» **About this task**:
Gather every line in the records below that contains the word "ConnectOptions".

Items from a data source

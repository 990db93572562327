mod m001_create_reference_tables;
mod m002_create_instances;
mod m003_create_graph_edges;
mod m004_create_modifications;

use sea_orm_migration::{async_trait::async_trait, MigrationTrait, MigratorTrait};

pub(crate) struct Migrator;

#[async_trait]
impl MigratorTrait for Migrator {
    fn migrations() -> Vec<Box<dyn MigrationTrait>> {
        vec![
            Box::new(m001_create_reference_tables::Migration),
            Box::new(m002_create_instances::Migration),
            Box::new(m003_create_graph_edges::Migration),
            Box::new(m004_create_modifications::Migration),
        ]
    }
}
#[tokio::test]
async fn test_nested_value_for_abstract_property_is_rejected() {
    let (service, _) = spacecraft_service(api_config()).await;

    let err = service
        .insert(
            &json!({"@type": "Drone", "dronetype": {"@type": "State", "speed": "1"}}),
            None,
        )
        .await
        .unwrap_err();
    assert!(matches!(err, DataError::NotInstanceProperty(key) if key == "dronetype"));
}

#[tokio::test]
async fn test_class_name_for_instance_property_is_rejected() {
    let (service, _) = spacecraft_service(api_config()).await;

    let err = service
        .insert(&json!({"@type": "Drone", "hasState": "State"}), None)
        .await
        .unwrap_err();
    assert!(matches!(err, DataError::NotAbstractProperty(key) if key == "hasState"));
}

#[tokio::test]
async fn test_update_replaces_the_property_set() {
    let (service, _) = spacecraft_service(api_config()).await;

    let id = service
        .insert(
            &json!({"@type": "Drone", "name": "old", "model": "Mark I"}),
            None,
        )
        .await
        .unwrap();

    service
        .update(id, "Drone", &json!({"@type": "Drone", "name": "new"}))
        .await
        .unwrap();

    let drone = service.get(id, "Drone", None).await.unwrap();
    assert_eq!(drone["name"], json!("new"));
    assert!(!drone.contains_key("model"));
}

#[tokio::test]
async fn test_rejected_update_leaves_the_instance_untouched() {
    let (service, _) = spacecraft_service(api_config()).await;

    let id = service
        .insert(&json!({"@type": "Drone", "name": "keep"}), None)
        .await
        .unwrap();

    let err = service
        .update(id, "Drone", &json!({"@type": "Drone", "bogus": "x"}))
        .await
        .unwrap_err();
    assert!(matches!(err, DataError::PropertyNotFound(_)));

    let drone = service.get(id, "Drone", None).await.unwrap();
    assert_eq!(drone["name"], json!("keep"));
}

#[tokio::test]
async fn test_delete_removes_instance_and_edges() {
    let (service, store) = spacecraft_service(api_config()).await;

    let id = service
        .insert(&json!({"@type": "Drone", "name": "gone"}), None)
        .await
        .unwrap();
    service.delete(id, "Drone").await.unwrap();

    let err = service.get(id, "Drone", None).await.unwrap_err();
    assert!(matches!(
        err,
        DataError::InstanceNotFound { id: Some(missing), .. } if missing == id
    ));
    assert!(store.literal_edges(id).await.unwrap().is_empty());
}

#[tokio::test]
async fn test_collection_pages_and_bounds() {
    let (service, _) = spacecraft_service(api_config()).await;
    for n in 0..25 {
        service
            .insert(&json!({"@type": "Drone", "name": format!("d{}", n)}), None)
            .await
            .unwrap();
    }

    let page3 = service
        .get_collection("Drone", &params(&[("page", "3")]), None)
        .await
        .unwrap();
    assert_eq!(page3.members.len(), 5);
    assert_eq!(page3.total_items, Some(25));
    assert_eq!(page3.type_, "DroneCollection");

    let err = service
        .get_collection("Drone", &params(&[("page", "4")]), None)
        .await
        .unwrap_err();
    assert!(matches!(err, DataError::PageNotFound(page) if page == "4"));
}
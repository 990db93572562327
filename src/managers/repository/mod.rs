//! SeaORM-backed store over MySQL (or SQLite for tests).

pub mod config;
pub mod error;
mod migrations;
mod models;
mod repositories;

use std::sync::Arc;

use async_trait::async_trait;
use sea_orm::{ConnectOptions, Database};
use sea_orm_migration::MigratorTrait;

pub use crate::managers::repository::config::{
    RepositoryManagerConfig, RepositoryManagerConfigRaw,
};
use crate::{
    managers::repository::{
        error::RepositoryError,
        migrations::Migrator,
        repositories::{
            class_repository::ClassRepository, graph_repository::GraphRepository,
            instance_repository::InstanceRepository,
            modification_repository::ModificationRepository,
            property_repository::PropertyRepository, terminal_repository::TerminalRepository,
        },
    },
    types::{
        traits::{GraphStore, ModificationLog, StoreError},
        ClassEdge, ClassRecord, EdgeLookup, EntityEdge, InstanceRecord, LiteralEdge,
        ModificationRecord, PropertyKind, PropertyRecord, TerminalRecord,
    },
};

pub struct RepositoryManager {
    class_repository: ClassRepository,
    property_repository: PropertyRepository,
    instance_repository: InstanceRepository,
    terminal_repository: TerminalRepository,
    graph_repository: GraphRepository,
    modification_repository: ModificationRepository,
}

impl RepositoryManager {
    /// Creates a new RepositoryManager instance
    ///
    /// # Errors
    ///
    /// Returns `RepositoryError` if:
    /// - Database connection fails (e.g. database missing, bad credentials)
    /// - Migrations fail
    pub async fn connect(config: &RepositoryManagerConfig) -> Result<Self, RepositoryError> {
        let mut opt = ConnectOptions::new(config.connection_string());
        opt.max_connections(config.max_connections)
            .min_connections(config.min_connections)
            .sqlx_logging(true)
            .sqlx_logging_level(tracing::log::LevelFilter::Debug);

        Self::connect_with_options(opt).await
    }

    /// Connect from a raw database URL. Used by tests against SQLite.
    pub async fn connect_with_url(url: &str) -> Result<Self, RepositoryError> {
        Self::connect_with_options(ConnectOptions::new(url)).await
    }

    async fn connect_with_options(options: ConnectOptions) -> Result<Self, RepositoryError> {
        // Establish connection to the specific database
        let conn = Arc::new(Database::connect(options).await?);

        // Apply all pending migrations
        Migrator::up(conn.as_ref(), None).await?;

        Ok(RepositoryManager {
            class_repository: ClassRepository::new(Arc::clone(&conn)),
            property_repository: PropertyRepository::new(Arc::clone(&conn)),
            instance_repository: InstanceRepository::new(Arc::clone(&conn)),
            terminal_repository: TerminalRepository::new(Arc::clone(&conn)),
            graph_repository: GraphRepository::new(Arc::clone(&conn)),
            modification_repository: ModificationRepository::new(Arc::clone(&conn)),
        })
    }
}

#[async_trait]
impl GraphStore for RepositoryManager {
    async fn class_by_name(&self, name: &str) -> Result<Option<ClassRecord>, StoreError> {
        Ok(self.class_repository.get_by_name(name).await?)
    }

    async fn class_by_id(&self, id: i64) -> Result<Option<ClassRecord>, StoreError> {
        Ok(self.class_repository.get_by_id(id).await?)
    }

    async fn property_by_name(&self, name: &str) -> Result<Option<PropertyRecord>, StoreError> {
        Ok(self.property_repository.get_by_name(name).await?)
    }

    async fn property_by_id(&self, id: i64) -> Result<Option<PropertyRecord>, StoreError> {
        Ok(self.property_repository.get_by_id(id).await?)
    }

    async fn insert_class(&self, name: &str) -> Result<i64, StoreError> {
        Ok(self.class_repository.create(name).await?)
    }

    async fn insert_property(&self, name: &str, kind: PropertyKind) -> Result<i64, StoreError> {
        Ok(self.property_repository.create(name, kind).await?)
    }

    async fn specialize_property(&self, id: i64, kind: PropertyKind) -> Result<(), StoreError> {
        Ok(self.property_repository.set_kind(id, kind).await?)
    }

    async fn instance_by_id_and_class(
        &self,
        id: i64,
        class_id: i64,
    ) -> Result<Option<InstanceRecord>, StoreError> {
        Ok(self
            .instance_repository
            .get_by_id_and_class(id, class_id)
            .await?)
    }

    async fn instance_exists(&self, id: i64) -> Result<bool, StoreError> {
        Ok(self.instance_repository.exists(id).await?)
    }

    async fn instances_of_class(&self, class_id: i64) -> Result<Vec<InstanceRecord>, StoreError> {
        Ok(self.instance_repository.get_all_of_class(class_id).await?)
    }

    async fn newest_instance_of_class(
        &self,
        class_id: i64,
    ) -> Result<Option<InstanceRecord>, StoreError> {
        Ok(self
            .instance_repository
            .get_newest_of_class(class_id)
            .await?)
    }

    async fn insert_instance(&self, id: Option<i64>, class_id: i64) -> Result<i64, StoreError> {
        Ok(self.instance_repository.create(id, class_id).await?)
    }

    async fn delete_instance(&self, id: i64) -> Result<(), StoreError> {
        Ok(self.instance_repository.delete(id).await?)
    }

    async fn terminal_by_id(&self, id: i64) -> Result<Option<TerminalRecord>, StoreError> {
        Ok(self.terminal_repository.get_by_id(id).await?)
    }

    async fn insert_terminal(&self, value: &str) -> Result<i64, StoreError> {
        Ok(self.terminal_repository.create(value).await?)
    }

    async fn class_edges(&self, subject: i64) -> Result<Vec<ClassEdge>, StoreError> {
        Ok(self.graph_repository.class_edges_of(subject).await?)
    }

    async fn entity_edges(&self, subject: i64) -> Result<Vec<EntityEdge>, StoreError> {
        Ok(self.graph_repository.entity_edges_of(subject).await?)
    }

    async fn literal_edges(&self, subject: i64) -> Result<Vec<LiteralEdge>, StoreError> {
        Ok(self.graph_repository.literal_edges_of(subject).await?)
    }

    async fn entity_edge_one(
        &self,
        subject: i64,
        predicate: i64,
    ) -> Result<EdgeLookup<EntityEdge>, StoreError> {
        Ok(self
            .graph_repository
            .entity_edge_for(subject, predicate)
            .await?)
    }

    async fn literal_edge_one(
        &self,
        subject: i64,
        predicate: i64,
    ) -> Result<EdgeLookup<LiteralEdge>, StoreError> {
        Ok(self
            .graph_repository
            .literal_edge_for(subject, predicate)
            .await?)
    }

    async fn insert_class_edge(&self, edge: ClassEdge) -> Result<(), StoreError> {
        Ok(self.graph_repository.create_class_edge(edge).await?)
    }

    async fn insert_entity_edge(&self, edge: EntityEdge) -> Result<(), StoreError> {
        Ok(self.graph_repository.create_entity_edge(edge).await?)
    }

    async fn insert_literal_edge(&self, edge: LiteralEdge) -> Result<(), StoreError> {
        Ok(self.graph_repository.create_literal_edge(edge).await?)
    }

    async fn delete_edges_of(&self, subject: i64) -> Result<(), StoreError> {
        Ok(self.graph_repository.delete_edges_of(subject).await?)
    }
}

#[async_trait]
impl ModificationLog for RepositoryManager {
    async fn append(&self, method: &str, resource_url: &str) -> Result<i64, StoreError> {
        Ok(self
            .modification_repository
            .create(method, resource_url)
            .await?)
    }

    async fn latest(&self) -> Result<Option<ModificationRecord>, StoreError> {
        Ok(self.modification_repository.get_latest().await?)
    }

    async fn records_after(&self, job_id: i64) -> Result<Vec<ModificationRecord>, StoreError> {
        Ok(self.modification_repository.get_after(job_id).await?)
    }

    async fn all_records(&self) -> Result<Vec<ModificationRecord>, StoreError> {
        Ok(self.modification_repository.get_all().await?)
    }
}
#![allow(unreachable_pub)]

use sea_orm::{
    entity::prelude::{DeriveRelation, EnumIter},
    prelude::{ActiveModelBehavior, DeriveEntityModel, DerivePrimaryKey, PrimaryKeyTrait},
};

use crate::types::LiteralEdge;

/// Instance -> instance property -> terminal edge (hydrus GraphIIT).
#[derive(Clone, Debug, PartialEq, DeriveEntityModel)]
#[sea_orm(table_name = "graph_literal_edge")]
pub struct Model {
    #[sea_orm(primary_key)]
    pub id: i64,
    pub subject: i64,
    pub predicate: i64,
    pub object: i64,
}

#[derive(Copy, Clone, Debug, EnumIter, DeriveRelation)]
pub enum Relation {}

impl ActiveModelBehavior for ActiveModel {}

impl From<Model> for LiteralEdge {
    fn from(model: Model) -> Self {
        LiteralEdge {
            subject: model.subject,
            predicate: model.predicate,
            object: model.object,
        }
    }
}
#![allow(unreachable_pub)]

use sea_orm::{
    entity::prelude::{DeriveRelation, EnumIter},
    prelude::{ActiveModelBehavior, DeriveEntityModel, DerivePrimaryKey, PrimaryKeyTrait},
};

use crate::types::ClassRecord;

/// A class definition row (reference data, loaded by the vocabulary parser).
#[derive(Clone, Debug, PartialEq, DeriveEntityModel)]
#[sea_orm(table_name = "rdf_class")]
pub struct Model {
    #[sea_orm(primary_key)]
    pub id: i64,
    #[sea_orm(unique)]
    pub name: String,
}

#[derive(Copy, Clone, Debug, EnumIter, DeriveRelation)]
pub enum Relation {}

impl ActiveModelBehavior for ActiveModel {}

impl From<Model> for ClassRecord {
    fn from(model: Model) -> Self {
        ClassRecord {
            id: model.id,
            name: model.name,
        }
    }
}
use std::sync::Arc;

use sea_orm::{ColumnTrait, DatabaseConnection, EntityTrait, QueryFilter, QueryOrder, Set};

use crate::{
    managers::repository::{error::RepositoryError, models::instance::{self, Entity}},
    types::InstanceRecord,
};

pub struct InstanceRepository {
    conn: Arc<DatabaseConnection>,
}

impl InstanceRepository {
    pub fn new(conn: Arc<DatabaseConnection>) -> Self {
        Self { conn }
    }

    pub async fn get_by_id_and_class(
        &self,
        id: i64,
        class_id: i64,
    ) -> Result<Option<InstanceRecord>, RepositoryError> {
        let record = Entity::find()
            .filter(instance::Column::Id.eq(id))
            .filter(instance::Column::ClassId.eq(class_id))
            .one(self.conn.as_ref())
            .await?;

        Ok(record.map(InstanceRecord::from))
    }

    pub async fn exists(&self, id: i64) -> Result<bool, RepositoryError> {
        let record = Entity::find_by_id(id).one(self.conn.as_ref()).await?;

        Ok(record.is_some())
    }

    /// All instances of a class in insertion order.
    pub async fn get_all_of_class(
        &self,
        class_id: i64,
    ) -> Result<Vec<InstanceRecord>, RepositoryError> {
        let records = Entity::find()
            .filter(instance::Column::ClassId.eq(class_id))
            .order_by_asc(instance::Column::Id)
            .all(self.conn.as_ref())
            .await?;

        Ok(records.into_iter().map(InstanceRecord::from).collect())
    }

    /// The most recently inserted instance of a class, if any.
    pub async fn get_newest_of_class(
        &self,
        class_id: i64,
    ) -> Result<Option<InstanceRecord>, RepositoryError> {
        let record = Entity::find()
            .filter(instance::Column::ClassId.eq(class_id))
            .order_by_desc(instance::Column::Id)
            .one(self.conn.as_ref())
            .await?;

        Ok(record.map(InstanceRecord::from))
    }

    /// Insert an instance, honoring a caller-chosen id when one is given.
    pub async fn create(
        &self,
        id: Option<i64>,
        class_id: i64,
    ) -> Result<i64, RepositoryError> {
        let active_model = match id {
            Some(id) => instance::ActiveModel {
                id: Set(id),
                class_id: Set(class_id),
            },
            None => instance::ActiveModel {
                class_id: Set(class_id),
                ..Default::default()
            },
        };

        let result = Entity::insert(active_model).exec(self.conn.as_ref()).await?;

        // MySQL reports 0 for explicit primary keys
        Ok(id.unwrap_or(result.last_insert_id))
    }

    pub async fn delete(&self, id: i64) -> Result<(), RepositoryError> {
        Entity::delete_by_id(id).exec(self.conn.as_ref()).await?;
        Ok(())
    }
}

» **Result for this exercise**:
use sea_orm::{ConnectOptions, Database};
        let mut opt = ConnectOptions::new(config.connection_string());
        Self::connect_with_options(ConnectOptions::new(url)).await
    async fn connect_with_options(options: ConnectOptions) -> Result<Self, RepositoryError> {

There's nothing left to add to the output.